WORK REQUIRED. Copy out each line below exactly as it appears.

INFORMATION GIVEN.

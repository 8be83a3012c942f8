// 该文件是 Yaoshi （药识） 项目的一部分。
// src/task.rs - 异步任务调度
//
// 本文件根据 Apache 许可证第 2.0 版（以下简称“许可证”）授权使用；
// 除非遵守该许可证条款，否则您不得使用本文件。
// 您可通过以下网址获取许可证副本：
// http://www.apache.org/licenses/LICENSE-2.0
// 除非适用法律要求或书面同意，根据本许可协议分发的软件均按“原样”提供，
// 不附带任何形式的明示或暗示的保证或条件。
// 有关许可权限与限制的具体条款，请参阅本许可协议。
//
// Copyright (C) 2026 Johann Li <me@qinka.pro>, Wareless Group

use std::{
  sync::{
    Arc, Mutex,
    atomic::{AtomicU64, Ordering},
    mpsc,
  },
  thread,
};

use thiserror::Error;
use tracing::{debug, info, warn};

use crate::{
  decode::{DecodeError, Decoder, Prediction},
  encode::{Encoder, InputTensor},
  frame::Frame,
  model::{Model, OutputTensor},
};

#[derive(Error, Debug)]
pub enum TaskError {
  #[error("模型推理失败: {0}")]
  InferError(String),
  #[error("结果解码失败: {0}")]
  DecodeError(#[from] DecodeError),
}

/// 提交的生命周期状态
#[derive(Debug, Clone)]
pub enum TaskState {
  Idle,
  Running { generation: u64 },
  Succeeded(Prediction),
  Failed(String),
}

/// 工作线程回传给交互侧的事件
#[derive(Debug)]
pub struct TaskEvent {
  pub generation: u64,
  pub outcome: Result<Prediction, TaskError>,
}

/// 异步任务调度器。
///
/// 每次提交在独立工作线程上完整执行编码、推理、解码，
/// 然后一次性回传结果；交互线程从不阻塞。帧按值传入，
/// 工作线程独占自己的一份，不存在共享可变图像状态。
///
/// 每次提交领取一个新的代号；工作线程在发布前重读计数器，
/// 代号已不是最新的结果直接丢弃，后提交的结果不会被先
/// 提交的迟到结果覆盖。所有阶段错误都在此边界转换为
/// Failed 状态和失败事件，不会以崩溃形式穿出。
pub struct Dispatcher<M> {
  model: Arc<M>,
  encoder: Encoder,
  decoder: Decoder,
  generation: Arc<AtomicU64>,
  state: Arc<Mutex<TaskState>>,
  sender: mpsc::Sender<TaskEvent>,
}

impl<M> Dispatcher<M>
where
  M: Model<Input = InputTensor, Output = OutputTensor> + Send + Sync + 'static,
  M::Error: std::error::Error + Send + Sync + 'static,
{
  pub fn new(model: M, encoder: Encoder, decoder: Decoder) -> (Self, mpsc::Receiver<TaskEvent>) {
    let (sender, receiver) = mpsc::channel();
    let dispatcher = Self {
      model: Arc::new(model),
      encoder,
      decoder,
      generation: Arc::new(AtomicU64::new(0)),
      state: Arc::new(Mutex::new(TaskState::Idle)),
      sender,
    };
    (dispatcher, receiver)
  }

  /// 提交一帧图像，返回本次提交的代号。
  ///
  /// 计数器自增和 Running 状态写入在状态锁内完成，
  /// 与工作线程的检查发布互斥。
  pub fn submit(&self, frame: Frame) -> u64 {
    let generation = {
      let mut state = self.state.lock().unwrap();
      let generation = self.generation.fetch_add(1, Ordering::SeqCst) + 1;
      *state = TaskState::Running { generation };
      generation
    };

    let model = Arc::clone(&self.model);
    let encoder = self.encoder.clone();
    let decoder = self.decoder.clone();
    let counter = Arc::clone(&self.generation);
    let state = Arc::clone(&self.state);
    let sender = self.sender.clone();

    thread::spawn(move || {
      info!("({}) 开始处理第 {} 帧", generation, frame.index());
      let outcome = run_stages(model.as_ref(), &encoder, &decoder, &frame);

      // 检查与发布必须在同一把锁内完成：新的 submit 在锁内
      // 自增计数器，迟到结果不可能在检查通过后、发布之前
      // 被新提交插队覆盖
      let mut state = state.lock().unwrap();
      if counter.load(Ordering::SeqCst) != generation {
        debug!("({}) 结果已过期，丢弃", generation);
        return;
      }

      match &outcome {
        Ok(prediction) => {
          info!(
            "({}) 任务完成: 类别 {}, 置信度 {:.4}",
            generation, prediction.class_id, prediction.confidence
          );
          *state = TaskState::Succeeded(prediction.clone());
        }
        Err(e) => {
          warn!("({}) 任务失败: {}", generation, e);
          *state = TaskState::Failed(e.to_string());
        }
      }

      // 接收端关闭说明交互侧已经退出，丢弃即可
      let _ = sender.send(TaskEvent {
        generation,
        outcome,
      });
    });

    generation
  }

  /// 当前提交状态的快照
  pub fn state(&self) -> TaskState {
    self.state.lock().unwrap().clone()
  }

  pub fn current_generation(&self) -> u64 {
    self.generation.load(Ordering::SeqCst)
  }
}

fn run_stages<M>(
  model: &M,
  encoder: &Encoder,
  decoder: &Decoder,
  frame: &Frame,
) -> Result<Prediction, TaskError>
where
  M: Model<Input = InputTensor, Output = OutputTensor>,
  M::Error: std::error::Error,
{
  let tensor = encoder.encode(frame);
  debug!("编码完成，张量长度 {}", tensor.len());

  let output = model
    .infer(&tensor)
    .map_err(|e| TaskError::InferError(e.to_string()))?;

  Ok(decoder.decode(&output)?)
}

ANSWER BOX.
repository 8be83a3012c942f8
// 该文件是 Yaoshi （药识） 项目的一部分。
// src/task.rs - 异步任务调度
//
// 本文件根据 Apache 许可证第 2.0 版（以下简称“许可证”）授权使用；
// 除非遵守该许可证条款，否则您不得使用本文件。
// 您可通过以下网址获取许可证副本：
// http://www.apache.org/licenses/LICENSE-2.0
// 除非适用法律要求或书面同意，根据本许可协议分发的软件均按“原样”提供，
// 不附带任何形式的明示或暗示的保证或条件。
// 有关许可权限与限制的具体条款，请参阅本许可协议。
//
// Copyright (C) 2026 Johann Li <me@qinka.pro>, Wareless Group

use std::{
  sync::{
    Arc, Mutex,
    atomic::{AtomicU64, Ordering},
    mpsc,
  },
  thread,
};

use thiserror::Error;
use tracing::{debug, info, warn};

use crate::{
  decode::{DecodeError, Decoder, Prediction},
  encode::{Encoder, InputTensor},
  frame::Frame,
  model::{Model, OutputTensor},
};

#[derive(Error, Debug)]
pub enum TaskError {
  #[error("模型推理失败: {0}")]
  InferError(String),
  #[error("结果解码失败: {0}")]
  DecodeError(#[from] DecodeError),
}

/// 提交的生命周期状态
#[derive(Debug, Clone)]
pub enum TaskState {
  Idle,
  Running { generation: u64 },
  Succeeded(Prediction),
  Failed(String),
}

/// 工作线程回传给交互侧的事件
#[derive(Debug)]
pub struct TaskEvent {
  pub generation: u64,
  pub outcome: Result<Prediction, TaskError>,
}

/// 异步任务调度器。
///
/// 每次提交在独立工作线程上完整执行编码、推理、解码，
/// 然后一次性回传结果；交互线程从不阻塞。帧按值传入，
/// 工作线程独占自己的一份，不存在共享可变图像状态。
///
/// 每次提交领取一个新的代号；工作线程在发布前重读计数器，
/// 代号已不是最新的结果直接丢弃，后提交的结果不会被先
/// 提交的迟到结果覆盖。所有阶段错误都在此边界转换为
/// Failed 状态和失败事件，不会以崩溃形式穿出。
pub struct Dispatcher<M> {
  model: Arc<M>,
  encoder: Encoder,
  decoder: Decoder,
  generation: Arc<AtomicU64>,
  state: Arc<Mutex<TaskState>>,
  sender: mpsc::Sender<TaskEvent>,
}

impl<M> Dispatcher<M>
where
  M: Model<Input = InputTensor, Output = OutputTensor> + Send + Sync + 'static,
  M::Error: std::error::Error + Send + Sync + 'static,
{
  pub fn new(model: M, encoder: Encoder, decoder: Decoder) -> (Self, mpsc::Receiver<TaskEvent>) {
    let (sender, receiver) = mpsc::channel();
    let dispatcher = Self {
      model: Arc::new(model),
      encoder,
      decoder,
      generation: Arc::new(AtomicU64::new(0)),
      state: Arc::new(Mutex::new(TaskState::Idle)),
      sender,
    };
    (dispatcher, receiver)
  }

  /// 提交一帧图像，返回本次提交的代号。
  ///
  /// 计数器自增和 Running 状态写入在状态锁内完成，
  /// 与工作线程的检查发布互斥。
  pub fn submit(&self, frame: Frame) -> u64 {
    let generation = {
      let mut state = self.state.lock().unwrap();
      let generation = self.generation.fetch_add(1, Ordering::SeqCst) + 1;
      *state = TaskState::Running { generation };
      generation
    };

    let model = Arc::clone(&self.model);
    let encoder = self.encoder.clone();
    let decoder = self.decoder.clone();
    let counter = Arc::clone(&self.generation);
    let state = Arc::clone(&self.state);
    let sender = self.sender.clone();

    thread::spawn(move || {
      info!("({}) 开始处理第 {} 帧", generation, frame.index());
      let outcome = run_stages(model.as_ref(), &encoder, &decoder, &frame);

      // 检查与发布必须在同一把锁内完成：新的 submit 在锁内
      // 自增计数器，迟到结果不可能在检查通过后、发布之前
      // 被新提交插队覆盖
      let mut state = state.lock().unwrap();
      if counter.load(Ordering::SeqCst) != generation {
        debug!("({}) 结果已过期，丢弃", generation);
        return;
      }

      match &outcome {
        Ok(prediction) => {
          info!(
            "({}) 任务完成: 类别 {}, 置信度 {:.4}",
            generation, prediction.class_id, prediction.confidence
          );
          *state = TaskState::Succeeded(prediction.clone());
        }
        Err(e) => {
          warn!("({}) 任务失败: {}", generation, e);
          *state = TaskState::Failed(e.to_string());
        }
      }

      // 接收端关闭说明交互侧已经退出，丢弃即可
      let _ = sender.send(TaskEvent {
        generation,
        outcome,
      });
    });

    generation
  }

  /// 当前提交状态的快照
  pub fn state(&self) -> TaskState {
    self.state.lock().unwrap().clone()
  }

  pub fn current_generation(&self) -> u64 {
    self.generation.load(Ordering::SeqCst)
  }
}

fn run_stages<M>(
  model: &M,
  encoder: &Encoder,
  decoder: &Decoder,
  frame: &Frame,
) -> Result<Prediction, TaskError>
where
  M: Model<Input = InputTensor, Output = OutputTensor>,
  M::Error: std::error::Error,
{
  let tensor = encoder.encode(frame);
  debug!("编码完成，张量长度 {}", tensor.len());

  let output = model
    .infer(&tensor)
    .map_err(|e| TaskError::InferError(e.to_string()))?;

  Ok(decoder.decode(&output)?)
}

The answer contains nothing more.